Remebering John Lennon

Friday, December 8th, 2006 marked the 26th anniversary of John Lennon's death. Lennon, who was only 40 years old at the time, had re-entered public life that fall, after a self-imposed five-year retirement which he spent with his young son Sean, traveling and recharging his creative batteries. On November 17th, 1980, Lennon and wife Yoko Ono released their "comeback" album Double Fantasy, which included such future Lennon standards as "Woman," "Beautiful Boy," "Watching The Wheels," and the album's lead-off track and single "(Just Like) Starting Over."

On the night of December 8th, 1980 -- with "(Just Like) Starting Over" sitting at Number Six on the singles charts -- Lennon and Ono returned home to their apartment building, the Dakota on Manhattan's Central Park West. They had spent the evening at the Record Plant recording studio mixing a tune of Ono's called "Walking On Thin Ice." Mark David Chapman, who had been stalking Lennon for several days and had received an autograph from Lennon earlier that day, lay in wait for his return. Chapman, who was living in Honolulu at the time, had made an unsuccessful trip to New York the previous October with the intent of killing Lennon, but couldn't find him.

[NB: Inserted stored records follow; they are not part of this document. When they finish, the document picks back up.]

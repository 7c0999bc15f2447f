use std::sync::Arc;

use chrono::Duration;
use entity::sea_orm_active_enums::UserStatus;

use crate::server::{
    config::OtpPolicy,
    data::user::UserRepository,
    error::{auth::AuthError, AppError},
    service::{
        auth::{
            token::{TokenKind, TokenService},
            AuthService,
        },
        notification::channel::fake::RecordingChannel,
    },
};
use test_utils::{builder::TestBuilder, factory};

const PHONE: &str = "+998901234567";

fn tokens() -> TokenService {
    TokenService::with_secret("auth-secret", Duration::minutes(30), Duration::days(7))
}

fn policy() -> OtpPolicy {
    OtpPolicy {
        expire_minutes: 5,
        max_attempts: 3,
    }
}

/// Reads the six digit code from the most recent SMS.
fn last_code(sms: &Arc<RecordingChannel>) -> String {
    let sent = sms.sent();
    let body = &sent.last().expect("an SMS was sent").body;
    body.chars().filter(char::is_ascii_digit).take(6).collect()
}

/// Tests the full registration flow from code request to verified account.
///
/// Expected: Ok with tokens whose subject is the new user, who is active and verified
#[tokio::test]
async fn registration_activates_user() -> Result<(), AppError> {
    let test = TestBuilder::new().with_user_tables().build().await.unwrap();
    let db = test.db.as_ref().unwrap();
    let tokens = tokens();
    let sms = RecordingChannel::new("sms");
    let auth = AuthService::new(db, &tokens, &*sms, policy());

    auth.request_registration_otp(PHONE).await?;
    assert_eq!(sms.sent()[0].address, PHONE);

    let issued = auth
        .verify_registration(PHONE, &last_code(&sms), " Aziz Karimov ")
        .await?;

    assert_eq!(issued.user.status, UserStatus::Active);
    assert!(issued.user.is_phone_verified);
    assert_eq!(issued.user.full_name.as_deref(), Some("Aziz Karimov"));

    let claims = tokens.verify(&issued.access_token, TokenKind::Access)?;
    assert_eq!(claims.user_id()?, issued.user.id);
    assert!(tokens
        .verify(&issued.refresh_token, TokenKind::Refresh)
        .is_ok());

    Ok(())
}

/// Tests wrong codes burn attempts until even the right code is refused.
///
/// Expected: Err(AuthError::InvalidOtp) for the correct code after three wrong ones
#[tokio::test]
async fn exhausted_code_is_rejected() -> Result<(), AppError> {
    let test = TestBuilder::new().with_user_tables().build().await.unwrap();
    let db = test.db.as_ref().unwrap();
    let tokens = tokens();
    let sms = RecordingChannel::new("sms");
    let auth = AuthService::new(db, &tokens, &*sms, policy());

    auth.request_registration_otp(PHONE).await?;
    let code = last_code(&sms);
    let wrong = if code == "000000" { "111111" } else { "000000" };

    for _ in 0..3 {
        let result = auth.verify_registration(PHONE, wrong, "Aziz").await;
        assert!(matches!(
            result,
            Err(AppError::AuthErr(AuthError::InvalidOtp))
        ));
    }

    let result = auth.verify_registration(PHONE, &code, "Aziz").await;
    assert!(matches!(
        result,
        Err(AppError::AuthErr(AuthError::InvalidOtp))
    ));

    Ok(())
}

/// Tests a phone that finished registration cannot register again.
///
/// Expected: Err(AppError::BadRequest) and no SMS sent
#[tokio::test]
async fn registered_phone_cannot_reregister() -> Result<(), AppError> {
    let test = TestBuilder::new().with_user_tables().build().await.unwrap();
    let db = test.db.as_ref().unwrap();
    let tokens = tokens();
    let sms = RecordingChannel::new("sms");
    let auth = AuthService::new(db, &tokens, &*sms, policy());

    factory::user::UserFactory::new(db)
        .phone_number(PHONE)
        .build()
        .await?;

    let result = auth.request_registration_otp(PHONE).await;

    assert!(matches!(result, Err(AppError::BadRequest(_))));
    assert!(sms.sent().is_empty());

    Ok(())
}

/// Tests login for an unknown phone.
///
/// Expected: Err(AppError::NotFound)
#[tokio::test]
async fn login_requires_registration() -> Result<(), AppError> {
    let test = TestBuilder::new().with_user_tables().build().await.unwrap();
    let db = test.db.as_ref().unwrap();
    let tokens = tokens();
    let sms = RecordingChannel::new("sms");
    let auth = AuthService::new(db, &tokens, &*sms, policy());

    let result = auth.request_login_otp(PHONE).await;

    assert!(matches!(result, Err(AppError::NotFound(_))));

    Ok(())
}

/// Tests blocked users cannot request a login code.
///
/// Expected: Err(AuthError::UserBlocked)
#[tokio::test]
async fn blocked_user_cannot_log_in() -> Result<(), AppError> {
    let test = TestBuilder::new().with_user_tables().build().await.unwrap();
    let db = test.db.as_ref().unwrap();
    let tokens = tokens();
    let sms = RecordingChannel::new("sms");
    let auth = AuthService::new(db, &tokens, &*sms, policy());

    factory::user::UserFactory::new(db)
        .phone_number(PHONE)
        .status(UserStatus::Blocked)
        .build()
        .await?;

    let result = auth.request_login_otp(PHONE).await;

    assert!(matches!(
        result,
        Err(AppError::AuthErr(AuthError::UserBlocked(_)))
    ));

    Ok(())
}

/// Tests login with a valid code and a refresh afterwards.
///
/// Expected: Ok with a refreshed access token for the same user
#[tokio::test]
async fn login_then_refresh() -> Result<(), AppError> {
    let test = TestBuilder::new().with_user_tables().build().await.unwrap();
    let db = test.db.as_ref().unwrap();
    let tokens = tokens();
    let sms = RecordingChannel::new("sms");
    let auth = AuthService::new(db, &tokens, &*sms, policy());

    let user = factory::user::UserFactory::new(db)
        .phone_number(PHONE)
        .build()
        .await?;

    auth.request_login_otp(PHONE).await?;
    let issued = auth.verify_login(PHONE, &last_code(&sms)).await?;
    assert_eq!(issued.user.id, user.id);

    let (access_token, expires_in) = auth.refresh(&issued.refresh_token).await?;
    let claims = tokens.verify(&access_token, TokenKind::Access)?;
    assert_eq!(claims.user_id()?, user.id);
    assert_eq!(expires_in, 30 * 60);

    let stored = UserRepository::new(db).find_by_id(user.id).await?.unwrap();
    assert_eq!(stored.status, UserStatus::Active);

    Ok(())
}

Lennon and Ono returned from the studio at around 10:50 p.m. ET, with their limousine dropping them off in front of the building on 72nd Street, rather than pulling into the building's courtyard as usual. As Lennon and Ono walked in, they passed Chapman, who called out "Mr. Lennon?," and fired five shots from a .38 caliber handgun into Lennon's neck and back. Officers were quick on the scene, arresting Chapman and rushing Lennon in a squad car to nearby Roosevelt Hospital, where doctors worked on reviving Lennon, who died from the severity of his wounds.

Dr. Stephan Lynn, the director of Roosevelt Hospital's emergency room, recalled Lennon's injures to the New York Post, saying that, "We made an incision in the left chest and separated the ribs and found a very large amount of blood. We looked for an injury to the heart or to the blood vessels. But what we discovered was that all of the major blood vessels leaving the heart were simply destroyed. There was no way that we could repair them."

The news of Lennon's death was broken by a reporter for New York's ABC-TV, who coincidentally was in the same emergency room after a motorcycle accident. The news was first reported by Howard Cosell during the Monday Night Football telecast.

Ono returned home and called "the three people John would have wanted to know" -- his aunt Mimi Smith, who raised him; his 17-year-old son Julian by his first marriage; and Paul McCartney. Within hours of the news, thousands of fans flocked to the Dakota to stand vigil for Lennon.

Julian Lennon and Ringo Starr made immediate plans to head to New York, with George Harrison issuing a statement saying, "After all we went through, I had and still have great love and respect for him. I am shocked and stunned. To rob life is the ultimate robbery." McCartney also issued a statement saying, "I can't take it at the moment. John was a great man who'll be remembered for his great contributions to art, music and peace. He is going to be missed by the whole world."

There was no funeral for Lennon, who was cremated almost immediately. Instead, tens of thousands of mourners gathered in New York's Central Park the following Sunday (December 14th) to observe ten minutes of silence at 2 p.m. ET. The event was broadcast globally, with many radio stations ceasing all airplay during the memorial.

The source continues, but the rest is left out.